**Exercise aim**
Write out, exactly as they appear, only the lines running from the line with "failed, using template" to the final line of the listing; include both.

··········

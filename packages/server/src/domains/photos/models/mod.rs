pub mod album;
pub mod photo;

pub use album::PhotoAlbum;
pub use photo::{NewPhoto, Photo, PhotoFilter, PhotoListing, PhotoView};
//! Generation step: photos + request in, cleaned draft out.

use anyhow::Result;
use tracing::{info, warn};

use crate::domains::generation::models::{GenerationPayload, TargetType};
use crate::domains::generation::output::{
    fallback_draft, finalize_draft, parse_draft, GeneratedDraft, BODY_LIMIT,
};
use crate::domains::generation::prompt::{select_lead_photo, system_prompt, user_prompt};
use crate::domains::photos::Photo;
use crate::kernel::ai::complete_with_image_retry;
use crate::kernel::{BaseVisionAI, VisionRequest};

/// Build the completion request for a selection; the lead photo is attached.
pub fn build_request(
    target: TargetType,
    payload: &GenerationPayload,
    prompt_override: Option<&str>,
    photos: &[Photo],
) -> VisionRequest {
    let lead = select_lead_photo(photos);
    let mut request = VisionRequest::new(
        system_prompt(target, prompt_override),
        user_prompt(target, payload, photos, lead),
    );
    // Room for the body plus JSON framing
    request.max_tokens = (BODY_LIMIT / 3) as u32 + 400;
    if let Some(lead) = lead {
        request = request.with_image(lead.image_url.clone());
    }
    request
}

/// Write a draft for the selected photos.
///
/// An empty selection is an error and makes no external call. A failed
/// completion (after the single image-less retry) falls back to the template.
pub async fn generate_draft(
    ai: &dyn BaseVisionAI,
    target: TargetType,
    payload: &GenerationPayload,
    prompt_override: Option<&str>,
    photos: &[Photo],
) -> Result<GeneratedDraft> {
    if photos.is_empty() {
        anyhow::bail!("No photos selected");
    }

    let lead_caption = select_lead_photo(photos).and_then(|p| p.caption());
    let request = build_request(target, payload, prompt_override, photos);

    let draft = match complete_with_image_retry(ai, &request).await {
        Ok(text) => finalize_draft(parse_draft(&text), target, payload, lead_caption),
        Err(e) => {
            warn!(error = %format!("{:#}", e), "Completion failed, using template copy");
            fallback_draft(target, payload, lead_caption)
        }
    };

    info!(
        photo_count = photos.len(),
        used_fallback = draft.used_fallback,
        title = %draft.title,
        "Draft generated"
    );
    Ok(draft)
}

··········

**Response below**
            warn!(error = %format!("{:#}", e), "Completion failed, using template copy");
            fallback_draft(target, payload, lead_caption)
        }
    };

    info!(
        photo_count = photos.len(),
        used_fallback = draft.used_fallback,
        title = %draft.title,
        "Draft generated"
    );
    Ok(draft)
}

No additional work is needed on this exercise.